Full time 👌#ŁKSLEG pic.twitter.com/aCT0eET68F
— Legia Warsaw (@LegiaWarsawEN) February 9, 2021
Przełamanie nastąpiło w domowym starciu z Odrą Opole. Podopieczni byłego szkoleniowca między innymi Cracovii wygrali wtedy 2:1. Bramki dla „Rycerzy Wiosny” strzelali Łukasz Sekulski oraz Piotr Janczukowicz. Fani drużyny Stawowego zatem myśleli, że zespół powoli wychodzi z kryzysu i powrót do formy jest kwestią czasu.
Wojciech Stawowy zwolniony w złym momencie?
W następnej kolejce ŁKS mierzył się w jakże ważnych derbach Łodzi, w których gościł na swoim stadionie lokalnych rywali – Widzew Łódź. Gospodarze zremisowali ten mecz 2:2. Na domiar złego w ligowej tabeli wyprzedził ich wyżej wymieniony Górnik Łęczna. Czarne chmury więc zbierały się nad trenerem łodzian Wojciechem Stawowym.
𝗞𝗢𝗡𝗜𝗘𝗖 Punkt został w Łodzi. #DerbyŁodzi pic.twitter.com/U9FrhHFT5n
— ŁKS Łódź (@LKS_Lodz) March 6, 2021
Następnego dnia włodarze Łódzkiego Klubu Sportowego zdecydowali się zwolnić Wojciecha Stawowego. Jest to niezwykle niespodziewany i bardzo lekkomyślny ruch. Decyzje o rezygnacji z usług danego trenera w kluczowym momencie sezonu zawsze bywają mocno impulsywne. Nie wiadomo, jak zadziałają one zarówno na klub, jak i zawodników.

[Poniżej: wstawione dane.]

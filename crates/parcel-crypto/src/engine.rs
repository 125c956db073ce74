use std::sync::Arc;

use parcel_protocol::EncryptedRecord;
use tracing::{info, warn};

use crate::backup::BackupManager;
use crate::cipher::MessageCipher;
use crate::clock::Clock;
use crate::config::CryptoConfig;
use crate::error::CryptoError;
use crate::identity::{IdentityKeyManager, IdentityKeyPair};
use crate::session::SessionManager;
use crate::stores::{KeyRepository, SessionRepository};
use crate::verification::{generate_verification_data, verify_qr_code, VerificationData, VerificationResult};

/// All components wired over one pair of repositories.
///
/// The `*_as_active` helpers use the stored active key pair so callers do not
/// have to carry private key bytes around.
pub struct Engine {
    keys: Arc<dyn KeyRepository>,
    sessions: Arc<dyn SessionRepository>,
    config: CryptoConfig,
    identity: Arc<IdentityKeyManager>,
    session_manager: Arc<SessionManager>,
    cipher: MessageCipher,
    backup: BackupManager,
}

impl Engine {
    pub fn new(
        keys: Arc<dyn KeyRepository>,
        sessions: Arc<dyn SessionRepository>,
        clock: Arc<dyn Clock>,
        config: CryptoConfig,
    ) -> Self {
        let identity = Arc::new(IdentityKeyManager::new(
            keys.clone(),
            sessions.clone(),
            clock.clone(),
        ));
        let session_manager = Arc::new(SessionManager::new(
            sessions.clone(),
            clock,
            config.session_ttl(),
            config.rotation_threshold,
        ));
        let cipher = MessageCipher::new(session_manager.clone());
        let backup = BackupManager::new(identity.clone(), config.pbkdf2_iterations);

        Self {
            keys,
            sessions,
            config,
            identity,
            session_manager,
            cipher,
            backup,
        }
    }

    /// Open both repositories and make sure an active key pair exists.
    pub async fn start(&self) -> Result<IdentityKeyPair, CryptoError> {
        self.keys.open().await?;
        self.sessions.open().await?;
        let pair = self.identity.initialize_identity_keys().await?;
        info!(key_id = %pair.id, "encryption engine ready");
        Ok(pair)
    }

    pub async fn shutdown(&self) -> Result<(), CryptoError> {
        self.sessions.close().await?;
        self.keys.close().await?;
        Ok(())
    }

    pub fn config(&self) -> &CryptoConfig {
        &self.config
    }

    pub fn identity(&self) -> &Arc<IdentityKeyManager> {
        &self.identity
    }

    pub fn sessions(&self) -> &Arc<SessionManager> {
        &self.session_manager
    }

    pub fn cipher(&self) -> &MessageCipher {
        &self.cipher
    }

    pub fn backup(&self) -> &BackupManager {
        &self.backup
    }

    pub async fn encrypt_as_active(
        &self,
        plaintext: &str,
        peer_public_key: &[u8],
        peer_id: &str,
    ) -> Result<EncryptedRecord, CryptoError> {
        let me = self.identity.require_active().await?;
        let record = self
            .cipher
            .try_encrypt_message(plaintext, &me.private_key, &me.public_key, peer_public_key, peer_id)
            .await?;
        // The counter has already advanced, so the record must reach the caller.
        if let Err(e) = self.identity.touch_active().await {
            warn!(peer_id, error = %e, "failed to stamp identity key usage");
        }
        Ok(record)
    }

    pub async fn decrypt_as_active(
        &self,
        record: &EncryptedRecord,
        sender_id: &str,
    ) -> Result<String, CryptoError> {
        let me = self.identity.require_active().await?;
        self.cipher.decrypt_record(record, &me.private_key, sender_id).await
    }

    /// Fingerprints and QR payload for the active public key.
    pub async fn own_verification_data(&self) -> Result<VerificationData, CryptoError> {
        let me = self.identity.require_active().await?;
        generate_verification_data(&me.public_key, &self.config.app_tag)
    }

    pub fn verify_qr_code(&self, payload: &str, expected_public_key: &str) -> VerificationResult {
        verify_qr_code(payload, expected_public_key, &self.config.app_tag)
    }
}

Wojciech Stawowy opuszcza ŁKS.
Dziękujemy trenerze! pic.twitter.com/0BYkqDEbt5
— ŁKS Łódź (@LKS_Lodz) March 7, 2021
Stawowego zastąpił Ireneusz Mamrot. 52-latek ostatnio trenował Arkę Gdynia, z której ze względu na niesatysfakcjonujące wyniki dla zarządu został zwolniony w grudniu ubiegłego roku. Mamrot powinien być dobrze znany każdemu sympatykowi polskiej ekstraklasy. Trener jeszcze niedawno pracował w Białymstoku, gdzie trenował Jagiellonię od czerwca 2017 do grudnia 2019 roku.